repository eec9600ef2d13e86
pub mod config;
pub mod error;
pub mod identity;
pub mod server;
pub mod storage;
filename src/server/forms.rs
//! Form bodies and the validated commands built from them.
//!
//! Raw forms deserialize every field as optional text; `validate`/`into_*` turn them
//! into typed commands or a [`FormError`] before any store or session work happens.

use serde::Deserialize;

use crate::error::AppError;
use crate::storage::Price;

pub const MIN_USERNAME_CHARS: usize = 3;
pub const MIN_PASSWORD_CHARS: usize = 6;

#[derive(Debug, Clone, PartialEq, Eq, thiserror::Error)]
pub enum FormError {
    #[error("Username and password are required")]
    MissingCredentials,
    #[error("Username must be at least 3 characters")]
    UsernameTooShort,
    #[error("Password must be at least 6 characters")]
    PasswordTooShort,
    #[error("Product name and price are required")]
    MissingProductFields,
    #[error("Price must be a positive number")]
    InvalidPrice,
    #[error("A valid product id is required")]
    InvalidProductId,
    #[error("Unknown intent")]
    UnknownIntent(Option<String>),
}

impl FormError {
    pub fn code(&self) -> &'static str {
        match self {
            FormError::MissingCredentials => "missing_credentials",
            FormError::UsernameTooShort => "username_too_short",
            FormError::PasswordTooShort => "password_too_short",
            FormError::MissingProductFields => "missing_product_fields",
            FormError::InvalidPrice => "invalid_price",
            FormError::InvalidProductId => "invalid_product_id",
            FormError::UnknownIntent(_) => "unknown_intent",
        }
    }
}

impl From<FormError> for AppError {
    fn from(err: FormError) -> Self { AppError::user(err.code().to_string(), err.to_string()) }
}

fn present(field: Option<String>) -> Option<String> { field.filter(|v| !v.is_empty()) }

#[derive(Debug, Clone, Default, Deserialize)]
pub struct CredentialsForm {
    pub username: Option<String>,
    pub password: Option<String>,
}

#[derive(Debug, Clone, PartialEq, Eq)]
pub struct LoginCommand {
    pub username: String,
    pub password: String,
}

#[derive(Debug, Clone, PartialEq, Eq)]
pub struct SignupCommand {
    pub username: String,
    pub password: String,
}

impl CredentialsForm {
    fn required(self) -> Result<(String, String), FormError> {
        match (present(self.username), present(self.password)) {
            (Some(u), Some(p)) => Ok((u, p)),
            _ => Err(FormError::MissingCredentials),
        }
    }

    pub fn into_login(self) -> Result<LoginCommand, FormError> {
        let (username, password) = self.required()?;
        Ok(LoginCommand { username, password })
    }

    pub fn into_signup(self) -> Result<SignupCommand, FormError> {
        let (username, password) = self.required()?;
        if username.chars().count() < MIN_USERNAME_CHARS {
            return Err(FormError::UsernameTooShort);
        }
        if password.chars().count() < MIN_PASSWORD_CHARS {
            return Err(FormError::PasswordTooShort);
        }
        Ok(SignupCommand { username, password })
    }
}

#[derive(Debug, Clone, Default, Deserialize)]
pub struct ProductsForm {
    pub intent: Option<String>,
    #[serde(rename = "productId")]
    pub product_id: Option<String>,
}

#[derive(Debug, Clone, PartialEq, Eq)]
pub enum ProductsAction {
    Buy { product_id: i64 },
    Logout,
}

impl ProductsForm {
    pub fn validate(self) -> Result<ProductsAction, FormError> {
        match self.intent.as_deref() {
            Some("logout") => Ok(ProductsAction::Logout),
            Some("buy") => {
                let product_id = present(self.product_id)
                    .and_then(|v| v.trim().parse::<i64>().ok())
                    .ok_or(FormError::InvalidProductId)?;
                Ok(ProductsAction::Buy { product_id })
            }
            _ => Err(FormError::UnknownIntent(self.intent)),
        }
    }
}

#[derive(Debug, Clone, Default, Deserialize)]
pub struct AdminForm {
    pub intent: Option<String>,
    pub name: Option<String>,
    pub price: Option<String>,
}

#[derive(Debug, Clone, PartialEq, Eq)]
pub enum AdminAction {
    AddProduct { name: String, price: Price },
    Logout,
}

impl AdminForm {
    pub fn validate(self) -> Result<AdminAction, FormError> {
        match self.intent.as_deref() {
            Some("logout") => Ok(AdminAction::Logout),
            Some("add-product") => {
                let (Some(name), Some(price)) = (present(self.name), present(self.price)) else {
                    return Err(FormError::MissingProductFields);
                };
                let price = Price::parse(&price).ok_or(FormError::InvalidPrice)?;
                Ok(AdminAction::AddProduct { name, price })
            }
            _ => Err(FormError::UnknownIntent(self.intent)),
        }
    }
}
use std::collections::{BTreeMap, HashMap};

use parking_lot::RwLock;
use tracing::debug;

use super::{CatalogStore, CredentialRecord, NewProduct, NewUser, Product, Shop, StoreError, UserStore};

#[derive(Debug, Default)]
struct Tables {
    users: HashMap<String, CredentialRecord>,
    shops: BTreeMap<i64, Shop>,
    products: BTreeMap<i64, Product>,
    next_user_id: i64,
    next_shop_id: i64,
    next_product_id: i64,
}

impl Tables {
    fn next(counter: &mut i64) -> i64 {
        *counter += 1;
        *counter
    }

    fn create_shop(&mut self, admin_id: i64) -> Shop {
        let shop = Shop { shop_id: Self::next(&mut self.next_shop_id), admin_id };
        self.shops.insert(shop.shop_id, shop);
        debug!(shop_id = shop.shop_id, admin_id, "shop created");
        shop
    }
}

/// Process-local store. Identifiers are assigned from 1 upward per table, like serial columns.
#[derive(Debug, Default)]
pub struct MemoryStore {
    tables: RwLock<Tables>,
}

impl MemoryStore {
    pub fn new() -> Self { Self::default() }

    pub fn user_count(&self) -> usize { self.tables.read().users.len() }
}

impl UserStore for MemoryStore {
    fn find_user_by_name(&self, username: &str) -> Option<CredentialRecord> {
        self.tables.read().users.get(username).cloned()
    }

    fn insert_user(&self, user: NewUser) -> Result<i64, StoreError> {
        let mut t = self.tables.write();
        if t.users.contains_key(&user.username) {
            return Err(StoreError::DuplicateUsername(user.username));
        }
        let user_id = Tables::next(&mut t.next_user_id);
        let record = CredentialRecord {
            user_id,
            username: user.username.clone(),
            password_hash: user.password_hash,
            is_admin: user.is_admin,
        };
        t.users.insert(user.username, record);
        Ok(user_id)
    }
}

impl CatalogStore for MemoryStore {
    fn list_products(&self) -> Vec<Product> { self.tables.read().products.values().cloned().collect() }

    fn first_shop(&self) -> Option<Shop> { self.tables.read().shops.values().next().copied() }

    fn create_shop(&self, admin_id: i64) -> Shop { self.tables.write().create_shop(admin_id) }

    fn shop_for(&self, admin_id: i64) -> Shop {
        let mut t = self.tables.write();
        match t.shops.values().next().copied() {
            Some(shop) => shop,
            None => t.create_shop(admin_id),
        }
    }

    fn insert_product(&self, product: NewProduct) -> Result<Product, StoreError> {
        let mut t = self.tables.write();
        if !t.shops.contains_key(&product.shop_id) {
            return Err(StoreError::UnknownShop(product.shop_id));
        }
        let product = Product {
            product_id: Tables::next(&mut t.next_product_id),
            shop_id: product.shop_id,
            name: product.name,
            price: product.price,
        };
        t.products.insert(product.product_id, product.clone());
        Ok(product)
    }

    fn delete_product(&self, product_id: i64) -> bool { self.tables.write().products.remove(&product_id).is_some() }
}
::::
Would you print each line of the listing again, unaltered?

repository eec9600ef2d13e86
pub mod config;
pub mod error;
pub mod identity;
pub mod server;
pub mod storage;
filename src/server/forms.rs
//! Form bodies and the validated commands built from them.
//!
//! Raw forms deserialize every field as optional text; `validate`/`into_*` turn them
//! into typed commands or a [`FormError`] before any store or session work happens.

use serde::Deserialize;

use crate::error::AppError;
use crate::storage::Price;

pub const MIN_USERNAME_CHARS: usize = 3;
pub const MIN_PASSWORD_CHARS: usize = 6;

#[derive(Debug, Clone, PartialEq, Eq, thiserror::Error)]
pub enum FormError {
    #[error("Username and password are required")]
    MissingCredentials,
    #[error("Username must be at least 3 characters")]
    UsernameTooShort,
    #[error("Password must be at least 6 characters")]
    PasswordTooShort,
    #[error("Product name and price are required")]
    MissingProductFields,
    #[error("Price must be a positive number")]
    InvalidPrice,
    #[error("A valid product id is required")]
    InvalidProductId,
    #[error("Unknown intent")]
    UnknownIntent(Option<String>),
}

impl FormError {
    pub fn code(&self) -> &'static str {
        match self {
            FormError::MissingCredentials => "missing_credentials",
            FormError::UsernameTooShort => "username_too_short",
            FormError::PasswordTooShort => "password_too_short",
            FormError::MissingProductFields => "missing_product_fields",
            FormError::InvalidPrice => "invalid_price",
            FormError::InvalidProductId => "invalid_product_id",
            FormError::UnknownIntent(_) => "unknown_intent",
        }
    }
}

impl From<FormError> for AppError {
    fn from(err: FormError) -> Self { AppError::user(err.code().to_string(), err.to_string()) }
}

fn present(field: Option<String>) -> Option<String> { field.filter(|v| !v.is_empty()) }

#[derive(Debug, Clone, Default, Deserialize)]
pub struct CredentialsForm {
    pub username: Option<String>,
    pub password: Option<String>,
}

#[derive(Debug, Clone, PartialEq, Eq)]
pub struct LoginCommand {
    pub username: String,
    pub password: String,
}

#[derive(Debug, Clone, PartialEq, Eq)]
pub struct SignupCommand {
    pub username: String,
    pub password: String,
}

impl CredentialsForm {
    fn required(self) -> Result<(String, String), FormError> {
        match (present(self.username), present(self.password)) {
            (Some(u), Some(p)) => Ok((u, p)),
            _ => Err(FormError::MissingCredentials),
        }
    }

    pub fn into_login(self) -> Result<LoginCommand, FormError> {
        let (username, password) = self.required()?;
        Ok(LoginCommand { username, password })
    }

    pub fn into_signup(self) -> Result<SignupCommand, FormError> {
        let (username, password) = self.required()?;
        if username.chars().count() < MIN_USERNAME_CHARS {
            return Err(FormError::UsernameTooShort);
        }
        if password.chars().count() < MIN_PASSWORD_CHARS {
            return Err(FormError::PasswordTooShort);
        }
        Ok(SignupCommand { username, password })
    }
}

#[derive(Debug, Clone, Default, Deserialize)]
pub struct ProductsForm {
    pub intent: Option<String>,
    #[serde(rename = "productId")]
    pub product_id: Option<String>,
}

#[derive(Debug, Clone, PartialEq, Eq)]
pub enum ProductsAction {
    Buy { product_id: i64 },
    Logout,
}

impl ProductsForm {
    pub fn validate(self) -> Result<ProductsAction, FormError> {
        match self.intent.as_deref() {
            Some("logout") => Ok(ProductsAction::Logout),
            Some("buy") => {
                let product_id = present(self.product_id)
                    .and_then(|v| v.trim().parse::<i64>().ok())
                    .ok_or(FormError::InvalidProductId)?;
                Ok(ProductsAction::Buy { product_id })
            }
            _ => Err(FormError::UnknownIntent(self.intent)),
        }
    }
}

#[derive(Debug, Clone, Default, Deserialize)]
pub struct AdminForm {
    pub intent: Option<String>,
    pub name: Option<String>,
    pub price: Option<String>,
}

#[derive(Debug, Clone, PartialEq, Eq)]
pub enum AdminAction {
    AddProduct { name: String, price: Price },
    Logout,
}

impl AdminForm {
    pub fn validate(self) -> Result<AdminAction, FormError> {
        match self.intent.as_deref() {
            Some("logout") => Ok(AdminAction::Logout),
            Some("add-product") => {
                let (Some(name), Some(price)) = (present(self.name), present(self.price)) else {
                    return Err(FormError::MissingProductFields);
                };
                let price = Price::parse(&price).ok_or(FormError::InvalidPrice)?;
                Ok(AdminAction::AddProduct { name, price })
            }
            _ => Err(FormError::UnknownIntent(self.intent)),
        }
    }
}
use std::collections::{BTreeMap, HashMap};

use parking_lot::RwLock;
use tracing::debug;

use super::{CatalogStore, CredentialRecord, NewProduct, NewUser, Product, Shop, StoreError, UserStore};

#[derive(Debug, Default)]
struct Tables {
    users: HashMap<String, CredentialRecord>,
    shops: BTreeMap<i64, Shop>,
    products: BTreeMap<i64, Product>,
    next_user_id: i64,
    next_shop_id: i64,
    next_product_id: i64,
}

impl Tables {
    fn next(counter: &mut i64) -> i64 {
        *counter += 1;
        *counter
    }

    fn create_shop(&mut self, admin_id: i64) -> Shop {
        let shop = Shop { shop_id: Self::next(&mut self.next_shop_id), admin_id };
        self.shops.insert(shop.shop_id, shop);
        debug!(shop_id = shop.shop_id, admin_id, "shop created");
        shop
    }
}

/// Process-local store. Identifiers are assigned from 1 upward per table, like serial columns.
#[derive(Debug, Default)]
pub struct MemoryStore {
    tables: RwLock<Tables>,
}

impl MemoryStore {
    pub fn new() -> Self { Self::default() }

    pub fn user_count(&self) -> usize { self.tables.read().users.len() }
}

impl UserStore for MemoryStore {
    fn find_user_by_name(&self, username: &str) -> Option<CredentialRecord> {
        self.tables.read().users.get(username).cloned()
    }

    fn insert_user(&self, user: NewUser) -> Result<i64, StoreError> {
        let mut t = self.tables.write();
        if t.users.contains_key(&user.username) {
            return Err(StoreError::DuplicateUsername(user.username));
        }
        let user_id = Tables::next(&mut t.next_user_id);
        let record = CredentialRecord {
            user_id,
            username: user.username.clone(),
            password_hash: user.password_hash,
            is_admin: user.is_admin,
        };
        t.users.insert(user.username, record);
        Ok(user_id)
    }
}

impl CatalogStore for MemoryStore {
    fn list_products(&self) -> Vec<Product> { self.tables.read().products.values().cloned().collect() }

    fn first_shop(&self) -> Option<Shop> { self.tables.read().shops.values().next().copied() }

    fn create_shop(&self, admin_id: i64) -> Shop { self.tables.write().create_shop(admin_id) }

    fn shop_for(&self, admin_id: i64) -> Shop {
        let mut t = self.tables.write();
        match t.shops.values().next().copied() {
            Some(shop) => shop,
            None => t.create_shop(admin_id),
        }
    }

    fn insert_product(&self, product: NewProduct) -> Result<Product, StoreError> {
        let mut t = self.tables.write();
        if !t.shops.contains_key(&product.shop_id) {
            return Err(StoreError::UnknownShop(product.shop_id));
        }
        let product = Product {
            product_id: Tables::next(&mut t.next_product_id),
            shop_id: product.shop_id,
            name: product.name,
            price: product.price,
        };
        t.products.insert(product.product_id, product.clone());
        Ok(product)
    }

    fn delete_product(&self, product_id: i64) -> bool { self.tables.write().products.remove(&product_id).is_some() }
}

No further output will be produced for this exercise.